Mercati emergenti: possono ancora sovraperformare

Dover (Franklin Templeton): numerosi investitori alla ricerca di valore probabilmente effettueranno maggiori allocazioni nei ME nel 2017

Ritengo che la definizione mercati emergenti (ME) sia appropriata in quanto tali mercati stanno in effetti emergendo e nel tempo sono cambiati. Sulla scia di tali cambiamenti, credo che dovrebbe evolversi anche il modo in cui gli investitori vedono i mercati emergenti ed investono in tale classe di asset. Un esempio dell'evoluzione cui abbiamo assistito è la capitalizzazione di mercato. Nel 1988, quando è stato lanciato l'Indice MSCI Emerging Markets, soltanto due dei 10 paesi costituenti (Malesia e Brasile) rappresentavano oltre la metà della capitalizzazione di mercato dell'indice.
A quel tempo, l'intera capitalizzazione dell'indice si aggirava intorno a 35 miliardi di dollari statunitensi, equivalenti a meno dell'1% della capitalizzazione dei mercati azionari di tutto il mondo.
L'indice è via via cresciuto sino a comprendere 23 Paesi nel 2016, con una capitalizzazione di mercato di 4 trilioni di dollari statunitensi, corrispondente a circa il 10% della capitalizzazione di mercato mondiale. L'insieme dei Paesi nell'indice si è anch'esso evoluto nel tempo.

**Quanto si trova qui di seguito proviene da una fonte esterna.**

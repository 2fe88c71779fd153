//! Plain graph descriptions for bulk import.
//!
//! A [`GraphBundle`] is the serde-friendly "nodes plus edges" shape used to
//! populate a graph in one call. It is a convenience loader, not a durable
//! format. Edge endpoints reference nodes by *index into the bundle's node
//! list*, which keeps descriptions compact and independent of id schemes.
//!
//! Non-directed edges get a normalized id with the lexicographically smaller
//! endpoint first, so merging the same logical undirected edge twice — in
//! either endpoint order — produces exactly one edge.

use log::debug;
use serde::{Deserialize, Serialize};

use super::edge::{Edge, EdgeData};
use super::node::{Node, NodeData, NodeId};
use super::store::{Graph, GraphError};

/// Fallback edge category when a bundle edge carries no `type`.
const DEFAULT_EDGE_KIND: &str = "edge";

/// A node entry in a bundle.
#[derive(Debug, Clone, PartialEq, Serialize, Deserialize)]
pub struct BundleNode {
    /// Node id, unique within the target graph.
    pub id: NodeId,
    /// Node attributes.
    #[serde(default)]
    pub data: NodeData,
}

/// An edge entry in a bundle. Endpoints are indices into the bundle's
/// node list.
#[derive(Debug, Clone, PartialEq, Serialize, Deserialize)]
pub struct BundleEdge {
    /// Index of the source node within the bundle.
    pub from: usize,
    /// Index of the target node within the bundle.
    pub to: usize,
    /// Whether the edge is directed. Non-directed edges get an id
    /// normalized by endpoint order.
    #[serde(default)]
    pub directed: bool,
    /// Edge category, folded into the generated edge id.
    #[serde(rename = "type", default, skip_serializing_if = "Option::is_none")]
    pub kind: Option<String>,
    /// Edge attributes.
    #[serde(default)]
    pub data: EdgeData,
}

/// A plain nodes/edges description of a graph.
#[derive(Debug, Clone, Default, PartialEq, Serialize, Deserialize)]
pub struct GraphBundle {
    /// Nodes, in the order edge indices refer to them.
    #[serde(default)]
    pub nodes: Vec<BundleNode>,
    /// Edges referencing nodes by index.
    #[serde(default)]
    pub edges: Vec<BundleEdge>,
}

impl BundleEdge {
    /// The persisted edge id for this entry, given the resolved endpoints.
    ///
    /// Directed: `"{kind}-{from}-{to}"`. Non-directed: the lexicographically
    /// smaller endpoint id comes first, making the id independent of the
    /// description order.
    fn edge_id(&self, from: &NodeId, to: &NodeId) -> String {
        let kind = self.kind.as_deref().unwrap_or(DEFAULT_EDGE_KIND);
        if self.directed || from <= to {
            format!("{kind}-{from}-{to}")
        } else {
            format!("{kind}-{to}-{from}")
        }
    }
}

impl Graph {
    /// Bulk-import nodes then edges from a plain description.
    ///
    /// Node entries upsert by id like [`Graph::add_node`]. Edge entries
    /// resolve their endpoint indices against the bundle's node list; an
    /// out-of-range index fails the call with [`GraphError::InvalidIndex`]
    /// (entries already imported stay imported). Re-merging an identical
    /// bundle is idempotent: directed and non-directed edge ids are both
    /// deterministic functions of the endpoints.
    pub fn merge(&mut self, bundle: &GraphBundle) -> Result<(), GraphError> {
        let mut imported: Vec<NodeId> = Vec::with_capacity(bundle.nodes.len());
        for entry in &bundle.nodes {
            imported.push(self.add_node(Node {
                id: entry.id.clone(),
                data: entry.data.clone(),
            }));
        }

        let len = imported.len();
        for entry in &bundle.edges {
            let from = imported
                .get(entry.from)
                .ok_or(GraphError::InvalidIndex {
                    index: entry.from,
                    len,
                })?
                .clone();
            let to = imported
                .get(entry.to)
                .ok_or(GraphError::InvalidIndex {
                    index: entry.to,
                    len,
                })?
                .clone();

            let mut data = entry.data.clone();
            data.directional = entry.directed;
            if data.kind.is_none() {
                data.kind = entry.kind.clone();
            }
            self.add_edge(Edge::new(entry.edge_id(&from, &to), from, to, data))?;
        }

        debug!(
            "merged bundle: {} nodes, {} edges",
            bundle.nodes.len(),
            bundle.edges.len()
        );
        Ok(())
    }
}
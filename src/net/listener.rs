//! Listener acquisition with instance contention detection.
//!
//! # Responsibilities
//! - Probe the configured address for an already-running instance
//! - Bind exactly one TCP listener when the address is free
//! - Distinguish "address in use" from other bind failures
//!
//! # Design Decisions
//! - The probe is a short-timeout outbound connect, not a lock; a listener
//!   appearing between probe and bind is an accepted race
//! - Acquisition is sequential: no serving task exists until it returns

use std::io;
use std::time::Duration;

use thiserror::Error;
use tokio::net::{TcpListener, TcpStream};
use tokio::time;

/// How long the contention probe waits before concluding nothing is listening.
const PROBE_TIMEOUT: Duration = Duration::from_millis(500);

/// Error type for listener acquisition.
#[derive(Debug, Error)]
pub enum ListenerError {
    /// Another instance is already serving on the address.
    #[error("{addr}: another instance is already listening")]
    AddressInUse { addr: String },

    /// Binding the listener failed (permissions, invalid address, ...).
    #[error("failed to bind {addr}: {source}")]
    Bind {
        addr: String,
        #[source]
        source: io::Error,
    },
}

/// Acquire the listener for `addr`, probing for a running instance first.
///
/// A successful probe connect means something is already accepting on `addr`;
/// acquisition fails with [`ListenerError::AddressInUse`] without attempting
/// to bind. A refused or timed-out probe falls through to the bind.
pub async fn acquire(addr: &str) -> Result<TcpListener, ListenerError> {
    match time::timeout(PROBE_TIMEOUT, TcpStream::connect(addr)).await {
        Ok(Ok(probe)) => {
            drop(probe);
            tracing::warn!(address = %addr, "Address is served by another instance");
            Err(ListenerError::AddressInUse {
                addr: addr.to_string(),
            })
        }
        Ok(Err(_)) | Err(_) => {
            let listener = TcpListener::bind(addr)
                .await
                .map_err(|source| ListenerError::Bind {
                    addr: addr.to_string(),
                    source,
                })?;

            if let Ok(local) = listener.local_addr() {
                tracing::info!(address = %local, "Listener bound");
            }
            Ok(listener)
        }
    }
}

#[cfg(test)]
mod tests {
    use super::*;

    #[tokio::test]
    async fn acquires_free_address() {
        let listener = acquire("127.0.0.1:0").await.unwrap();
        assert_eq!(listener.local_addr().unwrap().ip().to_string(), "127.0.0.1");
    }

    #[tokio::test]
    async fn detects_running_instance() {
        let first = acquire("127.0.0.1:0").await.unwrap();
        let addr = first.local_addr().unwrap().to_string();

        match acquire(&addr).await {
            Err(ListenerError::AddressInUse { addr: reported }) => assert_eq!(reported, addr),
            other => panic!("expected AddressInUse, got {:?}", other),
        }
    }

    #[tokio::test]
    async fn contention_leaves_no_second_listener() {
        let first = acquire("127.0.0.1:0").await.unwrap();
        let addr = first.local_addr().unwrap().to_string();

        assert!(acquire(&addr).await.is_err());

        // Releasing the original listener frees the address again, so the
        // failed acquisition cannot have left anything bound.
        drop(first);
        assert!(acquire(&addr).await.is_ok());
    }

    #[tokio::test]
    async fn bind_failure_is_not_contention() {
        match acquire("definitely-not-a-host:0").await {
            Err(ListenerError::Bind { .. }) => {}
            other => panic!("expected Bind error, got {:?}", other),
        }
    }
}
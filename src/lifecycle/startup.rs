//! Startup orchestration.
//!
//! # Responsibilities
//! - Initialize all subsystems in dependency order
//! - Start plugins before any traffic can arrive
//! - Acquire the listener last
//!
//! # Design Decisions
//! - Fail fast: any startup error is fatal and typed
//! - Subsystems initialize in order, not concurrently
//! - A construction failure after plugins have started stops them again,
//!   so an aborted startup leaves nothing running

use std::sync::Arc;

use thiserror::Error;
use tokio::sync::oneshot;

use crate::config::ConsoleConfig;
use crate::http::handler;
use crate::http::server::ServerUnit;
use crate::lifecycle::fatal::FatalSignal;
use crate::lifecycle::shutdown::Shutdown;
use crate::lifecycle::supervisor::Supervisor;
use crate::net::listener::{self, ListenerError};
use crate::observability::metrics;
use crate::registry::{Module, ModuleRegistry, Plugin, PluginError, PluginRegistry, RegistryError};

/// Error type for construction-time failures.
#[derive(Debug, Error)]
pub enum StartupError {
    /// Registering a module failed.
    #[error("registering module: {0}")]
    Registry(#[from] RegistryError),

    /// A plugin failed to come up.
    #[error("starting plugins: {0}")]
    Plugin(#[from] PluginError),

    /// The listener could not be acquired.
    #[error("acquiring listener: {0}")]
    Listener(#[from] ListenerError),
}

/// Owns the fully-wired supervisor for one process run.
pub struct Runner {
    supervisor: Supervisor,
}

impl Runner {
    /// Assemble all subsystems in dependency order.
    ///
    /// Plugins are started here, before the listener exists; the listener
    /// is acquired last so no request can arrive before every subsystem is
    /// in place.
    pub async fn new(
        config: &ConsoleConfig,
        modules: Vec<Arc<dyn Module>>,
        plugins: Vec<Arc<dyn Plugin>>,
        shutdown: Shutdown,
        fatal: FatalSignal,
    ) -> Result<Self, StartupError> {
        let mut module_registry = ModuleRegistry::new();
        for module in modules {
            module_registry.register(module)?;
        }
        metrics::set_modules_loaded(module_registry.len());

        let mut plugin_registry = PluginRegistry::new();
        for plugin in plugins {
            plugin_registry.register(plugin);
        }
        plugin_registry.start().await?;

        let listener = match listener::acquire(&config.listener.bind_address).await {
            Ok(listener) => listener,
            Err(e) => {
                // Listener acquisition is the only step after plugins come
                // up; stop them again so the failed startup leaves nothing
                // running.
                plugin_registry.stop().await;
                return Err(e.into());
            }
        };

        let factory = handler::default_factory(module_registry.modules(), config);
        let server = ServerUnit::new(listener, factory, config, shutdown.clone(), fatal);

        Ok(Self {
            supervisor: Supervisor::new(
                module_registry,
                plugin_registry,
                server,
                shutdown,
                config.shutdown.teardown_grace(),
            ),
        })
    }

    /// Run the supervised lifecycle. See [`Supervisor::start`].
    pub async fn start(
        self,
        startup: Option<oneshot::Sender<bool>>,
        shutdown_done: oneshot::Sender<bool>,
    ) {
        self.supervisor.start(startup, shutdown_done).await;
    }
}
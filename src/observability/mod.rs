//! Observability subsystem.
//!
//! # Data Flow
//! ```text
//! All subsystems produce:
//!     → logging.rs (structured tracing events)
//!     → metrics.rs (counters, gauges, histograms)
//!
//! Consumers:
//!     → Log aggregation (stdout)
//!     → Metrics endpoint (Prometheus scrape, optional)
//! ```
//!
//! # Design Decisions
//! - Structured logging via tracing; level configurable through RUST_LOG
//! - Metric updates are cheap enough for the request path
//! - The Prometheus exporter is optional and off by default

pub mod logging;
pub mod metrics;
//! HTTP protocol handling subsystem.
//!
//! # Data Flow
//! ```text
//! TCP connection (listener acquired by net)
//!     → server.rs (serving lifecycle: serve task, readiness, drain)
//!     → handler.rs (chain: status route + mounted module routers)
//!     → request.rs (request ID stamped at the edge)
//! ```

pub mod handler;
pub mod request;
pub mod server;

pub use handler::{default_factory, HandlerError, HandlerFactory, API_PREFIX};
pub use request::{RequestIdLayer, X_REQUEST_ID};
pub use server::{ServeError, ServerUnit};
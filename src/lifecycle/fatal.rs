//! Fatal-error reporting for background serve tasks.
//!
//! # Design Decisions
//! - A serve-loop death is reported through a typed channel instead of
//!   exiting the process from inside the task; only the binary entry point
//!   maps it to an exit code
//! - Reporting never blocks and tolerates a dropped receiver, so tests can
//!   inject their own receiver and the supervisor stays side-effect-free
//!   with respect to process lifetime

use tokio::sync::mpsc;

use crate::http::server::ServeError;

/// Receiving half of the fatal-error channel, held by the process entry
/// point (or a test harness).
pub type FatalReceiver = mpsc::UnboundedReceiver<ServeError>;

/// Sending half of the fatal-error channel. Clone freely.
#[derive(Clone, Debug)]
pub struct FatalSignal {
    tx: mpsc::UnboundedSender<ServeError>,
}

impl FatalSignal {
    /// Create a connected reporter/receiver pair.
    pub fn channel() -> (Self, FatalReceiver) {
        let (tx, rx) = mpsc::unbounded_channel();
        (Self { tx }, rx)
    }

    /// Report a fatal error. Never blocks; a dropped receiver is ignored.
    pub fn report(&self, err: ServeError) {
        let _ = self.tx.send(err);
    }
}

In termini di ponderazione geografica, l'India rappresenta l'8% dell'Indice MSCI Emerging Markets, mentre la Cina (che nel 1998 non era affatto rappresentata) costituisce oggi quasi il 27% dell'indice. Al contempo, l'attuale rappresentazione del Brasile è al momento decisamente inferiore, essendo pari soltanto all'8%.

ME: una percentuale maggiore dei mercati mondiali

Sebbene i mercati emergenti rappresentino attualmente almeno il 10% della capitalizzazione dei mercati azionari mondiali (in base agli indici MSCI), in varie discussioni con gli investitori abbiamo scoperto che la percentuale di portafoglio che la maggior parte di essi investe nei mercati emergenti è minore. Vale inoltre la pena notare che il 10% rappresenta i tradizionali indici MSC. Altre misure di capitalizzazione dei mercati emergenti dimostrano che i mercati emergenti in senso più ampio costituiscono una percentuale ancora più elevata. Abbiamo inoltre riscontrato che sebbene il mondo sia diventato più globalizzato, molti investitori evidenziano ancora una "propensione per il Paese natale", investendo unicamente entro i propri confini, anche se i mercati di altri Paesi appaiono più promettenti.


Nell'universo dei mercati emergenti, rileviamo spazi di crescita ed una grande potenziale opportunità di diversificazione che molti investitori non prendono neanche in considerazione. Osserviamo numerose opportunità anche entro i paesi dei mercati di frontiera, molti dei quali non sono nemmeno inseriti negli indici globali. Questi mercati rappresentano un sottogruppo più ristretto di mercati emergenti ancora meno sviluppati e comprendente la maggior parte dei paesi nel continente africano. Esaminando queste misure, possiamo notare quanto siano importanti i mercati emergenti per l'economia globale. I mercati emergenti rappresentano oggi quasi il 50% del prodotto interno lordo (PIL) mondiale misurato in termini nominali (intorno al 60% in base alla parità di potere d'acquisto) e quasi l'80% della crescita del PIL globale.

Economie in evoluzione

I mercati emergenti hanno registrato cambiamenti strutturali. Negli ultimi tre decenni, hanno conseguito la loro crescita fenomenale sostanzialmente grazie alle esportazioni e molti li hanno associati alle materie prime. Sebbene molti mercati emergenti dipendano ancora dalle esportazioni, queste economie stanno radicalmente cambiando.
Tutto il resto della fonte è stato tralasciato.